The Logic of Academic Writing was developed from a practical educational need, namely teaching early-year Ph.D. students some basic ideas on how they can structure their arguments in ways that may make sense for an academic paper to be written and consequently published. The authors' research expertise is in argumentation studies: the discipline that analyzes how arguments are produced, evaluated, and addressed, considering the pragmatic, logical, and dialectical levels. Since academic writing is characterized by supporting an original idea through proofs or arguments, the book focuses on the “logic” of writing, that is, on the reasoning we use for structuring ideas, paragraphs, and papers...the reasoning mechanisms that we use when we develop and organize our ideas, connect them with other ideas, and support them through arguments.
Chrysi Rapanta
Chrysi Rapanta was awarded a Phd in Communication Sciences from the University of Lugano, Switzerland, in 2011. Since 2015 she has been a post-doctoral researcher in Philosophy of Education in the Institute of Philosophy at the Universidade Nova de Lisboa, Portugal. Before beginning her current position, she was an Assistant Professor of Communication at Zayed University, UAE. Having studied Psychology, Pedagogy, and Communication, her current research is focused on adapting argumentation theory in ways that may serve educational praxis, in particular, teachers' argumentation strategies in the classroom. She has also published in reputable education journals including the Review of Educational Research, the Journal of Philosophy of Education, and the British Journal of Educational Technology.
Fabrizio Macagno
Fabrizio Macagno (Ph.D. in linguistics, Università Cattolica del Sacro Cuore, Milan, 2008) works as an assistant professor in the departments of Philosophy and Communication at the Faculdade de Ciências Sociais e Humanas, Universidade Nova de Lisboa, where he also acts as the Head of International Relations (Associate Dean).
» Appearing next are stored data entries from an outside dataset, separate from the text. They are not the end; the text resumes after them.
use super::Store;
use crate::error::{MaceError, MaceResult};
use crate::model::{CalcType, Calculation, CalculationStatus, ErrorKind};
use chrono::Utc;
use sqlx::Row;
use uuid::Uuid;

impl Store {
    /// Insert a new `pending` calculation row. Enforces invariant 2 (at
    /// most one row per material/workflow/step/attempt) via the unique
    /// index — a duplicate insert is treated as already-present and
    /// silently ignored, which is what makes engine emission idempotent.
    pub async fn insert_calculation(&self, calc: &Calculation) -> MaceResult<bool> {
        let parents_json = serde_json::to_string(&calc.parents)?;
        let config_json = serde_json::to_string(&calc.config)?;
        let result = sqlx::query(
            "INSERT OR IGNORE INTO calculations \
             (id, material_id, workflow_id, step_index, calc_type, status, job_id, attempt, \
              config_json, parents_json, created_at, submitted_at, running_at, completed_at, \
              failed_at, error_kind) \
             VALUES (?1, ?2, ?3, ?4, ?5, ?6, ?7, ?8, ?9, ?10, ?11, NULL, NULL, NULL, NULL, NULL)",
        )
        .bind(calc.id.to_string())
        .bind(&calc.material_id)
        .bind(calc.workflow_id.to_string())
        .bind(calc.step_index as i64)
        .bind(calc.calc_type.label())
        .bind(calc.status.to_string())
        .bind(&calc.job_id)
        .bind(calc.attempt as i64)
        .bind(config_json)
        .bind(parents_json)
        .bind(calc.created_at.to_rfc3339())
        .execute(&self.pool)
        .await?;
        Ok(result.rows_affected() > 0)
    }

    pub async fn get_calculation(&self, id: Uuid) -> MaceResult<Option<Calculation>> {
        let row = sqlx::query("SELECT * FROM calculations WHERE id = ?1")
            .bind(id.to_string())
            .fetch_optional(&self.pool)
            .await?;
        Ok(row.map(|r| row_to_calc(&r)).transpose()?)
    }

    /// Latest-attempt row for (material, workflow, calc_type), if any.
    pub async fn find_calculation(
        &self,
        material_id: &str,
        workflow_id: Uuid,
        calc_type: CalcType,
    ) -> MaceResult<Option<Calculation>> {
        let row = sqlx::query(
            "SELECT * FROM calculations WHERE material_id = ?1 AND workflow_id = ?2 AND calc_type = ?3 \
             ORDER BY attempt DESC LIMIT 1",
        )
        .bind(material_id)
        .bind(workflow_id.to_string())
        .bind(calc_type.label())
        .fetch_optional(&self.pool)
        .await?;
        Ok(row.map(|r| row_to_calc(&r)).transpose()?)
    }

    /// Every row (any attempt) for (material, workflow, calc_type) —
    /// used by the pending-trigger scan to tell "absent" from "present in
    /// a non-terminal state".
    pub async fn find_calculations_any_attempt(
        &self,
        material_id: &str,
        workflow_id: Uuid,
        calc_type: CalcType,
    ) -> MaceResult<Vec<Calculation>> {
        let rows = sqlx::query(
            "SELECT * FROM calculations WHERE material_id = ?1 AND workflow_id = ?2 AND calc_type = ?3",
        )
        .bind(material_id)
        .bind(workflow_id.to_string())
        .bind(calc_type.label())
        .fetch_all(&self.pool)
        .await?;
        rows.iter().map(row_to_calc).collect()
    }

    /// Highest-index completed calculation for a material within a
    /// workflow (used by the pending-trigger scan, spec §4.5).
    pub async fn highest_completed(
        &self,
        material_id: &str,
        workflow_id: Uuid,
    ) -> MaceResult<Option<Calculation>> {
        let row = sqlx::query(
            "SELECT * FROM calculations WHERE material_id = ?1 AND workflow_id = ?2 AND status = 'completed' \
             ORDER BY step_index DESC LIMIT 1",
        )
        .bind(material_id)
        .bind(workflow_id.to_string())
        .fetch_optional(&self.pool)
        .await?;
        Ok(row.map(|r| row_to_calc(&r)).transpose()?)
    }

    /// Pending rows ordered for admission: dependency-met first (all
    /// parents completed), then FIFO by creation timestamp (spec §4.3).
    pub async fn list_eligible_pending(&self, limit: u32) -> MaceResult<Vec<Calculation>> {
        let rows = sqlx::query(
            "SELECT * FROM calculations WHERE status = 'pending' ORDER BY created_at ASC",
        )
        .fetch_all(&self.pool)
        .await?;
        let mut out = Vec::new();
        for r in &rows {
            let calc = row_to_calc(r)?;
            if self.parents_completed(&calc).await? {
                out.push(calc);
                if out.len() as u32 >= limit {
                    break;
                }
            }
        }
        Ok(out)
    }

    /// Invariant 1: every parent referenced must be `completed`.
    pub async fn parents_completed(&self, calc: &Calculation) -> MaceResult<bool> {
        for parent_id in &calc.parents {
            match self.get_calculation(*parent_id).await? {
                Some(p) if p.status == CalculationStatus::Completed => continue,
                _ => return Ok(false),
            }
        }
        Ok(true)
    }

    pub async fn count_active_jobs(&self) -> MaceResult<u32> {
        let row = sqlx::query(
            "SELECT COUNT(*) as c FROM calculations WHERE status IN ('submitted', 'running')",
        )
        .fetch_one(&self.pool)
        .await?;
        Ok(row.get::<i64, _>("c") as u32)
    }

    pub async fn mark_submitted(&self, id: Uuid, job_id: &str) -> MaceResult<()> {
        sqlx::query(
            "UPDATE calculations SET status = 'submitted', job_id = ?2, submitted_at = ?3 WHERE id = ?1",
        )
        .bind(id.to_string())
        .bind(job_id)
        .bind(Utc::now().to_rfc3339())
        .execute(&self.pool)
        .await?;
        Ok(())
    }

    pub async fn mark_running(&self, id: Uuid) -> MaceResult<()> {
        sqlx::query("UPDATE calculations SET status = 'running', running_at = ?2 WHERE id = ?1")
            .bind(id.to_string())
            .bind(Utc::now().to_rfc3339())
            .execute(&self.pool)
            .await?;
        Ok(())
    }

    pub async fn mark_completed(&self, id: Uuid) -> MaceResult<()> {
        sqlx::query("UPDATE calculations SET status = 'completed', completed_at = ?2 WHERE id = ?1")
            .bind(id.to_string())
            .bind(Utc::now().to_rfc3339())
            .execute(&self.pool)
            .await?;
        Ok(())
    }

    pub async fn mark_failed(&self, id: Uuid, kind: ErrorKind) -> MaceResult<()> {
        sqlx::query(
            "UPDATE calculations SET status = 'failed', failed_at = ?2, error_kind = ?3 WHERE id = ?1",
        )
        .bind(id.to_string())
        .bind(Utc::now().to_rfc3339())
        .bind(kind.to_string())
        .execute(&self.pool)
        .await?;
        Ok(())
    }

    pub async fn mark_terminally_failed(&self, id: Uuid) -> MaceResult<()> {
        sqlx::query("UPDATE calculations SET status = 'terminally_failed' WHERE id = ?1")
            .bind(id.to_string())
            .execute(&self.pool)
            .await?;
        Ok(())
    }

    pub async fn mark_cancelled(&self, id: Uuid) -> MaceResult<()> {
        sqlx::query("UPDATE calculations SET status = 'cancelled' WHERE id = ?1")
            .bind(id.to_string())
            .execute(&self.pool)
            .await?;
        Ok(())
    }

    pub async fn list_by_workflow(&self, workflow_id: Uuid) -> MaceResult<Vec<Calculation>> {
        let rows = sqlx::query("SELECT * FROM calculations WHERE workflow_id = ?1 ORDER BY step_index, attempt")
            .bind(workflow_id.to_string())
            .fetch_all(&self.pool)
            .await?;
        rows.iter().map(row_to_calc).collect()
    }

    pub async fn list_by_status(&self, status: CalculationStatus) -> MaceResult<Vec<Calculation>> {
        let rows = sqlx::query("SELECT * FROM calculations WHERE status = ?1 ORDER BY created_at")
            .bind(status.to_string())
            .fetch_all(&self.pool)
            .await?;
        rows.iter().map(row_to_calc).collect()
    }

    pub async fn find_by_job_id(&self, job_id: &str) -> MaceResult<Option<Calculation>> {
        let row = sqlx::query("SELECT * FROM calculations WHERE job_id = ?1")
            .bind(job_id)
            .fetch_optional(&self.pool)
            .await?;
        Ok(row.map(|r| row_to_calc(&r)).transpose()?)
    }
}

fn row_to_calc(row: &sqlx::sqlite::SqliteRow) -> MaceResult<Calculation> {
    let parents_json: String = row.get("parents_json");
    let parents: Vec<Uuid> = serde_json::from_str(&parents_json)?;
    let status_str: String = row.get("status");
    let calc_type_str: String = row.get("calc_type");
    Ok(Calculation {
        id: row
            .get::<String, _>("id")
            .parse()
            .map_err(|e| MaceError::Database(format!("bad uuid: {e}")))?,
        material_id: row.get("material_id"),
        workflow_id: row
            .get::<String, _>("workflow_id")
            .parse()
            .map_err(|e| MaceError::Database(format!("bad uuid: {e}")))?,
        step_index: row.get::<i64, _>("step_index") as u32,
        calc_type: calc_type_str
            .parse()
            .map_err(MaceError::Database)?,
        status: status_str.parse().map_err(MaceError::Database)?,
        job_id: row.get("job_id"),
        attempt: row.get::<i64, _>("attempt") as u32,
        config: serde_json::from_str(row.get("config_json"))?,
        parents,
        created_at: parse_dt(row.get("created_at")),
        submitted_at: row.get::<Option<String>, _>("submitted_at").map(|s| parse_dt(&s)),
        running_at: row.get::<Option<String>, _>("running_at").map(|s| parse_dt(&s)),
        completed_at: row.get::<Option<String>, _>("completed_at").map(|s| parse_dt(&s)),
        failed_at: row.get::<Option<String>, _>("failed_at").map(|s| parse_dt(&s)),
        error_kind: row
            .get::<Option<String>, _>("error_kind")
            .and_then(|s| s.parse().ok()),
    })
}

fn parse_dt(s: &str) -> chrono::DateTime<Utc> {
    chrono::DateTime::parse_from_rfc3339(s)
        .unwrap()
        .with_timezone(&Utc)
}

#[cfg(test)]
mod tests {
    use super::*;
    use crate::model::CalcKind;

    fn sample(workflow_id: Uuid, calc_type: CalcType, attempt: u32, parents: Vec<Uuid>) -> Calculation {
        Calculation {
            id: Uuid::new_v4(),
            material_id: "diamond".into(),
            workflow_id,
            step_index: 1,
            calc_type,
            status: CalculationStatus::Pending,
            job_id: None,
            attempt,
            config: serde_json::json!({}),
            parents,
            created_at: Utc::now(),
            submitted_at: None,
            running_at: None,
            completed_at: None,
            failed_at: None,
            error_kind: None,
        }
    }

    #[tokio::test]
    async fn reinserting_the_same_id_is_ignored() {
        let store = Store::in_memory().await.unwrap();
        let calc = sample(Uuid::new_v4(), CalcType::first(CalcKind::Opt), 1, vec![]);
        assert!(store.insert_calculation(&calc).await.unwrap());
        assert!(!store.insert_calculation(&calc).await.unwrap());
        assert!(store.get_calculation(calc.id).await.unwrap().is_some());
    }

    #[tokio::test]
    async fn parents_completed_is_false_until_every_parent_is_completed() {
        let store = Store::in_memory().await.unwrap();
        let workflow_id = Uuid::new_v4();
        let p1 = sample(workflow_id, CalcType::first(CalcKind::Opt), 1, vec![]);
        let p2 = sample(workflow_id, CalcType::first(CalcKind::Sp), 1, vec![]);
        store.insert_calculation(&p1).await.unwrap();
        store.insert_calculation(&p2).await.unwrap();

        let child = sample(workflow_id, CalcType::first(CalcKind::Band), 1, vec![p1.id, p2.id]);
        store.insert_calculation(&child).await.unwrap();
        assert!(!store.parents_completed(&child).await.unwrap());

        store.mark_completed(p1.id).await.unwrap();
        assert!(!store.parents_completed(&child).await.unwrap());

        store.mark_completed(p2.id).await.unwrap();
        assert!(store.parents_completed(&child).await.unwrap());
    }

    #[tokio::test]
    async fn list_eligible_pending_excludes_rows_with_incomplete_parents() {
        let store = Store::in_memory().await.unwrap();
        let workflow_id = Uuid::new_v4();
        let parent = sample(workflow_id, CalcType::first(CalcKind::Opt), 1, vec![]);
        store.insert_calculation(&parent).await.unwrap();
        let blocked = sample(workflow_id, CalcType::first(CalcKind::Sp), 1, vec![parent.id]);
        store.insert_calculation(&blocked).await.unwrap();

        let eligible = store.list_eligible_pending(10).await.unwrap();
        assert_eq!(eligible.iter().map(|c| c.id).collect::<Vec<_>>(), vec![parent.id]);

        store.mark_completed(parent.id).await.unwrap();
        let eligible = store.list_eligible_pending(10).await.unwrap();
        assert!(eligible.iter().any(|c| c.id == blocked.id));
    }

    #[tokio::test]
    async fn find_by_job_id_sees_status_set_by_mark_submitted() {
        let store = Store::in_memory().await.unwrap();
        let calc = sample(Uuid::new_v4(), CalcType::first(CalcKind::Opt), 1, vec![]);
        store.insert_calculation(&calc).await.unwrap();
        store.mark_submitted(calc.id, "999").await.unwrap();

        let found = store.find_by_job_id("999").await.unwrap().expect("job tracked");
        assert_eq!(found.status, CalculationStatus::Submitted);
        assert_eq!(found.job_id.as_deref(), Some("999"));
    }
}
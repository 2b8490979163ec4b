//! Parses CRYSTAL solver output and auxiliary data files into typed
//! properties and input settings (spec §4.6), plus the outcome classifier
//! that drives the completion callback (spec §4.4).

use mace_core::model::{CalculationStatus, ErrorKind, PropertyValue};
use regex::Regex;
use std::sync::OnceLock;

/// Scans solver output text for the terminal patterns of spec §4.4, in
/// the order given there. The first match wins; no match classifies as
/// `unknown`.
pub fn classify_outcome(solver_output: &str) -> (CalculationStatus, Option<ErrorKind>) {
    if solver_output.contains("ENDED - TOTAL CPU TIME")
        || solver_output.contains("FINAL OPTIMIZED GEOMETRY")
    {
        return (CalculationStatus::Completed, None);
    }
    if solver_output.contains("TOO MANY CYCLES IN SCF") {
        return (CalculationStatus::Failed, Some(ErrorKind::ScfNotConverged));
    }
    if solver_output.contains("INSUFFICIENT MEMORY") || solver_output.contains("ALLOCATION ERROR")
    {
        return (CalculationStatus::Failed, Some(ErrorKind::MemoryExhausted));
    }
    if solver_output.contains("SHRINK FACTORS LESS THAN") {
        return (CalculationStatus::Failed, Some(ErrorKind::ShrinkTooSmall));
    }
    if solver_output.contains("SMALL INTERATOMIC DISTANCE")
        || solver_output.contains("ATOMS TOO CLOSE")
    {
        return (CalculationStatus::Failed, Some(ErrorKind::GeometryCollision));
    }
    if solver_output.contains("TIME LIMIT") {
        return (CalculationStatus::Failed, Some(ErrorKind::WalltimeExceeded));
    }
    (CalculationStatus::Failed, Some(ErrorKind::Unknown))
}

/// Condense a band-path segment list into the `"X G L W G"` / `"X G L|G W
/// G"` form: segments joined by a space when consecutive segments share
/// an endpoint, a `|` inserted at each discontinuity (spec §4.6, testable
/// property 7).
pub fn condense_band_path(segments: &[(String, String)]) -> String {
    let mut out = String::new();
    let mut prev_end: Option<&str> = None;
    for (i, (start, end)) in segments.iter().enumerate() {
        if i == 0 {
            out.push_str(start);
        } else if Some(start.as_str()) == prev_end {
            // continues the previous segment, nothing to re-emit for `start`
        } else {
            out.push('|');
            out.push_str(start);
        }
        out.push(' ');
        out.push_str(end);
        prev_end = Some(end.as_str());
    }
    out
}

/// Inverse of [`condense_band_path`].
pub fn expand_band_path(condensed: &str) -> Vec<(String, String)> {
    let mut segments = Vec::new();
    for group in condensed.split('|') {
        let tokens: Vec<&str> = group.split_whitespace().collect();
        for pair in tokens.windows(2) {
            segments.push((pair[0].to_string(), pair[1].to_string()));
        }
    }
    segments
}

/// Priority-ordered unit assignment (spec §4.6): angles before lengths,
/// volume before length, so `cell_volume` resolves to Å³ rather than Å
/// and `alpha_primitive` resolves to degrees rather than Å.
pub fn assign_unit(property_name: &str) -> Option<&'static str> {
    let name = property_name.to_lowercase();
    if ["alpha", "beta", "gamma", "angle"]
        .iter()
        .any(|tok| name.contains(tok))
    {
        return Some("degrees");
    }
    if name.contains("volume") {
        return Some("Å³");
    }
    if name.contains("mass") {
        return Some("m_e");
    }
    if name.contains("gap") || name.contains("energy") {
        return Some("Ha");
    }
    if name.contains("cell")
        || name.contains("length")
        || name.ends_with("_a")
        || name.ends_with("_b")
        || name.ends_with("_c")
    {
        return Some("Å");
    }
    None
}

fn scalar_pattern(label: &str) -> Regex {
    Regex::new(&format!(r"(?i){label}\s*[:=]?\s*(-?\d+(?:\.\d+)?(?:[eE][-+]?\d+)?)")).unwrap()
}

fn extract_scalar(text: &str, label: &str) -> Option<f64> {
    scalar_pattern(label)
        .captures(text)
        .and_then(|c| c.get(1))
        .and_then(|m| m.as_str().parse::<f64>().ok())
}

static FORMULA_RE: OnceLock<Regex> = OnceLock::new();

/// One extracted scalar property with its name and priority-assigned unit.
pub struct ExtractedProperty {
    pub name: String,
    pub value: PropertyValue,
    pub unit: Option<String>,
    pub category: String,
}

fn scalar_property(name: &str, value: f64, category: &str) -> ExtractedProperty {
    ExtractedProperty {
        name: name.to_string(),
        value: PropertyValue::Scalar(value),
        unit: assign_unit(name).map(str::to_string),
        category: category.to_string(),
    }
}

/// Best-effort scrape of the scalar geometry/electronic properties a
/// completed OPT/SP/BAND/DOSS output conventionally reports. Values that
/// are not found are simply omitted — extraction never fails the
/// calculation (spec §4.6 failure semantics).
pub fn extract_properties(solver_output: &str) -> Vec<ExtractedProperty> {
    let mut props = Vec::new();

    if let Some(v) = extract_scalar(solver_output, "PRIMITIVE CELL VOLUME") {
        props.push(scalar_property("final_primitive_cell_volume", v, "geometry"));
    }
    if let Some(v) = extract_scalar(solver_output, "ALPHA") {
        props.push(scalar_property("final_primitive_alpha", v, "geometry"));
    }
    if let Some(v) = extract_scalar(solver_output, "BETA") {
        props.push(scalar_property("final_primitive_beta", v, "geometry"));
    }
    if let Some(v) = extract_scalar(solver_output, "GAMMA") {
        props.push(scalar_property("final_primitive_gamma", v, "geometry"));
    }
    if let Some(v) = extract_scalar(solver_output, "DIRECT ENERGY GAP") {
        props.push(scalar_property("direct_energy_gap", v, "electronic"));
    }
    if let Some(v) = extract_scalar(solver_output, "EFFECTIVE MASS") {
        props.push(scalar_property("electron_effective_mass_real", v, "electronic"));
    }

    if let Some(formula) = extract_formula(solver_output) {
        props.push(ExtractedProperty {
            name: "formula".to_string(),
            value: PropertyValue::Text(formula),
            unit: None,
            category: "identity".to_string(),
        });
    }

    props
}

fn extract_formula(text: &str) -> Option<String> {
    let re = FORMULA_RE.get_or_init(|| Regex::new(r"(?i)CHEMICAL FORMULA\s*[:=]?\s*([A-Za-z0-9]+)").unwrap());
    re.captures(text)
        .and_then(|c| c.get(1))
        .map(|m| m.as_str().to_string())
}

/// Best-effort scrape of a calculation's own effective settings from its
/// solver text, for the `InputSettings` provenance rows (spec §4.6). Fields
/// that aren't found are left `None`/`false` — the store layer's
/// COALESCE-based upsert means a value inherited from a parent calculation
/// is never clobbered by a downstream step's incomplete own parse.
pub struct ExtractedSettings {
    pub method: Option<String>,
    pub basis: Option<String>,
    pub tolerances: Option<String>,
    pub k_points: Option<String>,
    pub functional: Option<String>,
    pub dispersion: bool,
    pub opt_flags: Option<String>,
}

fn text_pattern(label: &str) -> Regex {
    Regex::new(&format!(r"(?i){label}\s*[:=]?\s*([A-Za-z0-9+\-_.]+)")).unwrap()
}

fn extract_text(text: &str, label: &str) -> Option<String> {
    text_pattern(label)
        .captures(text)
        .and_then(|c| c.get(1))
        .map(|m| m.as_str().to_string())
}

pub fn extract_input_settings(solver_output: &str) -> ExtractedSettings {
    ExtractedSettings {
        method: extract_text(solver_output, "HAMILTONIAN"),
        basis: extract_text(solver_output, "BASIS SET"),
        tolerances: extract_text(solver_output, "TOLINTEG"),
        k_points: extract_text(solver_output, "SHRINK FACTORS").or_else(|| extract_text(solver_output, "SHRINK")),
        functional: extract_text(solver_output, "DFT FUNCTIONAL").or_else(|| extract_text(solver_output, "FUNCTIONAL")),
        dispersion: solver_output.contains("GRIMME") || solver_output.contains("DFT-D3") || solver_output.contains("DISPERSION"),
        opt_flags: extract_text(solver_output, "OPTGEOM"),
    }
}

/// Best-effort scrape of a material's space-group number and system
/// dimensionality from a solver output, for the `Material` row's
/// provenance fields (spec §3). Absence of either is not an error — a
/// material's metadata is filled in once, whenever a calculation happens
/// to report it (`Store::fill_material_metadata`'s COALESCE semantics).
pub fn extract_space_group(text: &str) -> Option<u32> {
    static RE: OnceLock<Regex> = OnceLock::new();
    let re = RE.get_or_init(|| Regex::new(r"(?i)SPACE GROUP N\.\s*(\d+)").unwrap());
    re.captures(text)?.get(1)?.as_str().parse().ok()
}

/// Dimensionality from the calculation-type keyword CRYSTAL output always
/// echoes back in its geometry section: `CRYSTAL` (3D), `SLAB` (2D),
/// `POLYMER` (1D), `MOLECULE` (0D) — first match wins.
pub fn extract_dimensionality(text: &str) -> Option<u8> {
    static RE: OnceLock<Regex> = OnceLock::new();
    let re = RE.get_or_init(|| Regex::new(r"(?i)\b(CRYSTAL|SLAB|POLYMER|MOLECULE)\b").unwrap());
    match re.captures(text)?.get(1)?.as_str().to_uppercase().as_str() {
        "CRYSTAL" => Some(3),
        "SLAB" => Some(2),
        "POLYMER" => Some(1),
        "MOLECULE" => Some(0),
        _ => None,
    }
}

/// Derive the condensed k-path label for a BAND step from its own effective
/// config, when the generator recorded one as `"k_path_segments"`
/// (`[["X","G"], ["G","L"], ...]`) — the actual high-symmetry path is a
/// planner/generator decision, not something this extractor invents.
pub fn band_path_from_config(config: &serde_json::Value) -> Option<String> {
    let segments = config.get("k_path_segments")?.as_array()?;
    let pairs: Vec<(String, String)> = segments
        .iter()
        .filter_map(|seg| {
            let pair = seg.as_array()?;
            let start = pair.first()?.as_str()?.to_string();
            let end = pair.get(1)?.as_str()?.to_string();
            Some((start, end))
        })
        .collect();
    if pairs.is_empty() {
        None
    } else {
        Some(condense_band_path(&pairs))
    }
}

/// Determine whether a metal/semimetal electronic structure was found,
/// using the configurable cutoff resolving spec §9's Open Question
/// rather than a hard-coded physics constant.
pub fn is_metallic(direct_gap_ha: f64, metal_gap_threshold_ha: f64) -> bool {
    direct_gap_ha < metal_gap_threshold_ha
}

/// DOS-at-Fermi criterion: `g(E_F) > ratio * g_mean` (spec §9).
pub fn dos_indicates_metal(g_ef: f64, g_mean: f64, dos_fermi_ratio: f64) -> bool {
    g_mean > 0.0 && g_ef > dos_fermi_ratio * g_mean
}

#[cfg(test)]
mod tests {
    use super::*;

    fn pair(a: &str, b: &str) -> (String, String) {
        (a.to_string(), b.to_string())
    }

    #[test]
    fn classifies_successful_completion() {
        let (status, kind) = classify_outcome("... ENDED - TOTAL CPU TIME  123.4 ...");
        assert_eq!(status, CalculationStatus::Completed);
        assert!(kind.is_none());
    }

    #[test]
    fn classifies_scf_failure() {
        let (status, kind) = classify_outcome("TOO MANY CYCLES IN SCF");
        assert_eq!(status, CalculationStatus::Failed);
        assert_eq!(kind, Some(ErrorKind::ScfNotConverged));
    }

    #[test]
    fn classifies_unknown_failure() {
        let (status, kind) = classify_outcome("nothing recognizable here");
        assert_eq!(status, CalculationStatus::Failed);
        assert_eq!(kind, Some(ErrorKind::Unknown));
    }

    #[test]
    fn condenses_contiguous_path() {
        let segments = vec![pair("X", "G"), pair("G", "L"), pair("L", "W"), pair("W", "G")];
        assert_eq!(condense_band_path(&segments), "X G L W G");
    }

    #[test]
    fn condenses_path_with_discontinuity() {
        let segments = vec![pair("X", "G"), pair("G", "L"), pair("G", "W"), pair("W", "G")];
        assert_eq!(condense_band_path(&segments), "X G L|G W G");
    }

    #[test]
    fn band_path_round_trips() {
        let segments = vec![pair("X", "G"), pair("G", "L"), pair("G", "W"), pair("W", "G")];
        let condensed = condense_band_path(&segments);
        assert_eq!(expand_band_path(&condensed), segments);
    }

    #[test]
    fn unit_priority_volume_before_length() {
        assert_eq!(assign_unit("final_primitive_cell_volume"), Some("Å³"));
    }

    #[test]
    fn unit_priority_angle_before_length() {
        assert_eq!(assign_unit("final_primitive_alpha"), Some("degrees"));
    }

    #[test]
    fn extracts_functional_and_dispersion_flag() {
        let settings = extract_input_settings("DFT FUNCTIONAL: B3LYP\nGRIMME DISPERSION CORRECTION ACTIVE");
        assert_eq!(settings.functional.as_deref(), Some("B3LYP"));
        assert!(settings.dispersion);
    }

    #[test]
    fn band_path_derives_from_config_segments() {
        let config = serde_json::json!({
            "k_path_segments": [["X", "G"], ["G", "L"], ["G", "W"], ["W", "G"]]
        });
        assert_eq!(band_path_from_config(&config).as_deref(), Some("X G L|G W G"));
    }

    #[test]
    fn band_path_absent_when_config_has_no_segments() {
        assert_eq!(band_path_from_config(&serde_json::json!({})), None);
    }

    #[test]
    fn extracts_space_group_number() {
        assert_eq!(extract_space_group("SPACE GROUP N. 194  :P 63/M M C"), Some(194));
    }

    #[test]
    fn extracts_dimensionality_from_geometry_keyword() {
        assert_eq!(extract_dimensionality("GEOMETRY INPUT CARD\nCRYSTAL\n0 0 0"), Some(3));
        assert_eq!(extract_dimensionality("GEOMETRY INPUT CARD\nSLAB\n0 0 0"), Some(2));
    }
}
His current research, between the fields of Linguistics and Philosophy of language, is focused on the natural patterns of argument (argumentation schemes), the persuasive use of emotive language, and on the dialectical dimension of discourse implicitness (presuppositions). The theoretical framework that he has been developing together with Douglas Walton and other colleagues is used in his more empirical studies, aiming at analysing medical, educational, and legal discourse. He is coordinating a national project on the use of discourse analysis and argumentation tools for the study of medical discourse in diabetes care (METACARE) and a European project on dialogue and argumentation in the classroom (DIALLS), of which is the coordinator for the Portuguese team. He is author of several papers on definition, informal fallacies, argumentation schemes, and dialogue theory published on major international peer-reviewed journals such as Journal of Pragmatics, Intercultural Pragmatics, Argumentation, Philosophy and Rhetoric, Informal Logic, and Pragmatics and Cognition. His most important publications, in addition to the Logic of Academic Writing (Wessex 2019) include the books Argumentation Schemes (Cambridge University Press 2008), Emotive language in argumentation (CUP 2014), Interpreting straw man argumentation (Springer 2017) and Statutory interpretation: Pragmatics and argumentation (CUP 2021). He has been publishing extensively on the use of logical methods and theories for the improvement of communication in crucial areas of practice, such as education, law, and medical discourse.